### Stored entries
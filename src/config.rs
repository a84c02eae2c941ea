//! Configurable constants

use core::include;

include!(concat!(env!("OUT_DIR"), "/userconfig.rs"));

// These will never change so they're here instead of in the Config.toml:
/// Number of keys (and LEDs) on the pad; fixed by the PCB (4x4)
pub const KEY_COUNT: usize = 16;
/// Milliseconds of uptime per scan cycle (build.rs rejects scan rates that
/// don't divide into whole ms)
pub const MS_PER_SCAN: u32 = 1_000 / KEYBOARD_SCAN_RATE;
/// Most symbols one chord can hold (one HID report: 6 keys + modifiers)
pub const MAX_CHORD: usize = 8;

/* Brightness notes:
 * At 32 the whole pad draws ~120mA with every LED lit
 * At 64 it's ~210mA
 * At 128 it creeps toward the 500mA we ask the host for, so the
 * default stays conservative. Black Pill without LEDs: 32mA
*/
//! A collection of type aliases to cut down on code clutter

use crate::stm32::SPI3;
use crate::ws2812::Ws2812;
use stm32f4xx_hal::gpio::gpioa::{PA0, PA1, PA2, PA3, PA4, PA5, PA6, PA7, PA8};
use stm32f4xx_hal::gpio::gpiob::{PB0, PB1, PB5, PB10, PB12, PB13, PB14, PB15};
use stm32f4xx_hal::gpio::{Alternate, Input, PullUp, AF6};
use stm32f4xx_hal::otg_fs::UsbBusType;
use stm32f4xx_hal::spi::{NoMiso, NoSck, Spi};
use usb_device::device::UsbDevice;

pub type UsbKeyDevice = UsbDevice<'static, UsbBusType>;

// WS2812B-B LEDs
pub type SPIWS2812B = Ws2812<Spi<SPI3, (NoSck, NoMiso, PB5<Alternate<AF6>>)>>;

// One GPIO per key switch, all pulled up (a press reads low).  K<n> matches
// the key's index in the keymap: left to right, top row first.  PB5 is taken
// by the LED data line and PA11/PA12 by USB so the bottom row hops around.
pub type K0 = PA0<Input<PullUp>>;
pub type K1 = PA1<Input<PullUp>>;
pub type K2 = PA2<Input<PullUp>>;
pub type K3 = PA3<Input<PullUp>>;
pub type K4 = PA4<Input<PullUp>>;
pub type K5 = PA5<Input<PullUp>>;
pub type K6 = PA6<Input<PullUp>>;
pub type K7 = PA7<Input<PullUp>>;
pub type K8 = PB0<Input<PullUp>>;
pub type K9 = PB1<Input<PullUp>>;
pub type K10 = PB10<Input<PullUp>>;
pub type K11 = PB12<Input<PullUp>>;
pub type K12 = PB13<Input<PullUp>>;
pub type K13 = PB14<Input<PullUp>>;
pub type K14 = PB15<Input<PullUp>>;
pub type K15 = PA8<Input<PullUp>>;
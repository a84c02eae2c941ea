//! Riskeypad 16: the hardware-independent half of the firmware.  The keymap,
//! debouncing, chord building, and auto-repeat logic all live here so the
//! host can chew on them with a plain `cargo test`; main.rs wires them up to
//! the actual pad.

#![cfg_attr(not(test), no_std)]

pub mod bindings;
pub mod config;
pub mod config_structs;
pub mod dispatch;
pub mod keycodes;
pub mod keys;
pub mod repeat;
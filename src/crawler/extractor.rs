//! Page metadata extraction
//!
//! Turns a fetched HTML document into a [`PageRecord`]. Pure and
//! deterministic: the same document always produces the same record, and
//! missing metadata degrades to empty values rather than errors.

use crate::record::PageRecord;
use chrono::{DateTime, Utc};
use scraper::{Html, Selector};
use url::Url;

/// Extracts a [`PageRecord`] from an HTML document
///
/// * Title: text of the first `<title>`, trimmed, empty if absent.
/// * Description: `content` of the first `meta[name=description]`.
/// * Keywords: `content` of the first `meta[name=keywords]`, comma-split
///   and trimmed. An absent or blank tag yields an empty vector, and empty
///   pieces left by stray commas are dropped; this is the documented
///   contract for the keywords field.
/// * Links/images: raw `href`/`src` values in document order, excluding
///   empty values. No URL resolution happens here; hrefs are recorded as
///   written.
/// * Last-Modified: the already-parsed header value, Unix epoch when absent.
pub fn extract_page(html: &str, url: &Url, last_modified: Option<DateTime<Utc>>) -> PageRecord {
    let document = Html::parse_document(html);

    PageRecord {
        url: url.to_string(),
        title: extract_title(&document),
        description: extract_meta_content(&document, "description").unwrap_or_default(),
        keywords: split_keywords(extract_meta_content(&document, "keywords").as_deref()),
        links: extract_attr_values(&document, "a[href]", "href"),
        images: extract_attr_values(&document, "img[src]", "src"),
        last_modified: last_modified.unwrap_or(DateTime::UNIX_EPOCH),
    }
}

/// Parses a `Last-Modified` header value in the HTTP-date wire format
///
/// Returns `None` for a missing or malformed header; the decision to treat
/// absence as the epoch is made by the caller, not hidden here.
pub fn parse_last_modified(header: Option<&str>) -> Option<DateTime<Utc>> {
    let value = header?;
    DateTime::parse_from_rfc2822(value)
        .ok()
        .map(|dt| dt.with_timezone(&Utc))
}

fn extract_title(document: &Html) -> String {
    let Ok(selector) = Selector::parse("title") else {
        return String::new();
    };
    document
        .select(&selector)
        .next()
        .map(|element| element.text().collect::<String>().trim().to_string())
        .unwrap_or_default()
}

fn extract_meta_content(document: &Html, name: &str) -> Option<String> {
    let selector = Selector::parse(&format!(r#"meta[name="{name}"]"#)).ok()?;
    document
        .select(&selector)
        .next()
        .and_then(|element| element.value().attr("content"))
        .map(str::to_string)
}

fn split_keywords(content: Option<&str>) -> Vec<String> {
    match content {
        Some(raw) if !raw.trim().is_empty() => raw
            .split(',')
            .map(str::trim)
            .filter(|piece| !piece.is_empty())
            .map(str::to_string)
            .collect(),
        _ => Vec::new(),
    }
}

fn extract_attr_values(document: &Html, css: &str, attr: &str) -> Vec<String> {
    let Ok(selector) = Selector::parse(css) else {
        return Vec::new();
    };
    document
        .select(&selector)
        .filter_map(|element| element.value().attr(attr))
        .filter(|value| !value.is_empty())
        .map(str::to_string)
        .collect()
}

### What the exercise asks
Transcribe all records exactly as written.

### Solution to the problem
filename src/config.rs
repository a84c02eae2c941ea
//! Configurable constants

use core::include;

include!(concat!(env!("OUT_DIR"), "/userconfig.rs"));

// These will never change so they're here instead of in the Config.toml:
/// Number of keys (and LEDs) on the pad; fixed by the PCB (4x4)
pub const KEY_COUNT: usize = 16;
/// Milliseconds of uptime per scan cycle (build.rs rejects scan rates that
/// don't divide into whole ms)
pub const MS_PER_SCAN: u32 = 1_000 / KEYBOARD_SCAN_RATE;
/// Most symbols one chord can hold (one HID report: 6 keys + modifiers)
pub const MAX_CHORD: usize = 8;

/* Brightness notes:
 * At 32 the whole pad draws ~120mA with every LED lit
 * At 64 it's ~210mA
 * At 128 it creeps toward the 500mA we ask the host for, so the
 * default stays conservative. Black Pill without LEDs: 32mA
*/
//! A collection of type aliases to cut down on code clutter

use crate::stm32::SPI3;
use crate::ws2812::Ws2812;
use stm32f4xx_hal::gpio::gpioa::{PA0, PA1, PA2, PA3, PA4, PA5, PA6, PA7, PA8};
use stm32f4xx_hal::gpio::gpiob::{PB0, PB1, PB5, PB10, PB12, PB13, PB14, PB15};
use stm32f4xx_hal::gpio::{Alternate, Input, PullUp, AF6};
use stm32f4xx_hal::otg_fs::UsbBusType;
use stm32f4xx_hal::spi::{NoMiso, NoSck, Spi};
use usb_device::device::UsbDevice;

pub type UsbKeyDevice = UsbDevice<'static, UsbBusType>;

// WS2812B-B LEDs
pub type SPIWS2812B = Ws2812<Spi<SPI3, (NoSck, NoMiso, PB5<Alternate<AF6>>)>>;

// One GPIO per key switch, all pulled up (a press reads low).  K<n> matches
// the key's index in the keymap: left to right, top row first.  PB5 is taken
// by the LED data line and PA11/PA12 by USB so the bottom row hops around.
pub type K0 = PA0<Input<PullUp>>;
pub type K1 = PA1<Input<PullUp>>;
pub type K2 = PA2<Input<PullUp>>;
pub type K3 = PA3<Input<PullUp>>;
pub type K4 = PA4<Input<PullUp>>;
pub type K5 = PA5<Input<PullUp>>;
pub type K6 = PA6<Input<PullUp>>;
pub type K7 = PA7<Input<PullUp>>;
pub type K8 = PB0<Input<PullUp>>;
pub type K9 = PB1<Input<PullUp>>;
pub type K10 = PB10<Input<PullUp>>;
pub type K11 = PB12<Input<PullUp>>;
pub type K12 = PB13<Input<PullUp>>;
pub type K13 = PB14<Input<PullUp>>;
pub type K14 = PB15<Input<PullUp>>;
pub type K15 = PA8<Input<PullUp>>;
repository a84c02eae2c941ea
//! Riskeypad 16: the hardware-independent half of the firmware.  The keymap,
//! debouncing, chord building, and auto-repeat logic all live here so the
//! host can chew on them with a plain `cargo test`; main.rs wires them up to
//! the actual pad.

#![cfg_attr(not(test), no_std)]

pub mod bindings;
pub mod config;
pub mod config_structs;
pub mod dispatch;
pub mod keycodes;
pub mod keys;
pub mod repeat;
filename src/crawler/extractor.rs
//! Page metadata extraction
//!
//! Turns a fetched HTML document into a [`PageRecord`]. Pure and
//! deterministic: the same document always produces the same record, and
//! missing metadata degrades to empty values rather than errors.

use crate::record::PageRecord;
use chrono::{DateTime, Utc};
use scraper::{Html, Selector};
use url::Url;

/// Extracts a [`PageRecord`] from an HTML document
///
/// * Title: text of the first `<title>`, trimmed, empty if absent.
/// * Description: `content` of the first `meta[name=description]`.
/// * Keywords: `content` of the first `meta[name=keywords]`, comma-split
///   and trimmed. An absent or blank tag yields an empty vector, and empty
///   pieces left by stray commas are dropped; this is the documented
///   contract for the keywords field.
/// * Links/images: raw `href`/`src` values in document order, excluding
///   empty values. No URL resolution happens here; hrefs are recorded as
///   written.
/// * Last-Modified: the already-parsed header value, Unix epoch when absent.
pub fn extract_page(html: &str, url: &Url, last_modified: Option<DateTime<Utc>>) -> PageRecord {
    let document = Html::parse_document(html);

    PageRecord {
        url: url.to_string(),
        title: extract_title(&document),
        description: extract_meta_content(&document, "description").unwrap_or_default(),
        keywords: split_keywords(extract_meta_content(&document, "keywords").as_deref()),
        links: extract_attr_values(&document, "a[href]", "href"),
        images: extract_attr_values(&document, "img[src]", "src"),
        last_modified: last_modified.unwrap_or(DateTime::UNIX_EPOCH),
    }
}

/// Parses a `Last-Modified` header value in the HTTP-date wire format
///
/// Returns `None` for a missing or malformed header; the decision to treat
/// absence as the epoch is made by the caller, not hidden here.
pub fn parse_last_modified(header: Option<&str>) -> Option<DateTime<Utc>> {
    let value = header?;
    DateTime::parse_from_rfc2822(value)
        .ok()
        .map(|dt| dt.with_timezone(&Utc))
}

fn extract_title(document: &Html) -> String {
    let Ok(selector) = Selector::parse("title") else {
        return String::new();
    };
    document
        .select(&selector)
        .next()
        .map(|element| element.text().collect::<String>().trim().to_string())
        .unwrap_or_default()
}

fn extract_meta_content(document: &Html, name: &str) -> Option<String> {
    let selector = Selector::parse(&format!(r#"meta[name="{name}"]"#)).ok()?;
    document
        .select(&selector)
        .next()
        .and_then(|element| element.value().attr("content"))
        .map(str::to_string)
}

fn split_keywords(content: Option<&str>) -> Vec<String> {
    match content {
        Some(raw) if !raw.trim().is_empty() => raw
            .split(',')
            .map(str::trim)
            .filter(|piece| !piece.is_empty())
            .map(str::to_string)
            .collect(),
        _ => Vec::new(),
    }
}

fn extract_attr_values(document: &Html, css: &str, attr: &str) -> Vec<String> {
    let Ok(selector) = Selector::parse(css) else {
        return Vec::new();
    };
    document
        .select(&selector)
        .filter_map(|element| element.value().attr(attr))
        .filter(|value| !value.is_empty())
        .map(str::to_string)
        .collect()
}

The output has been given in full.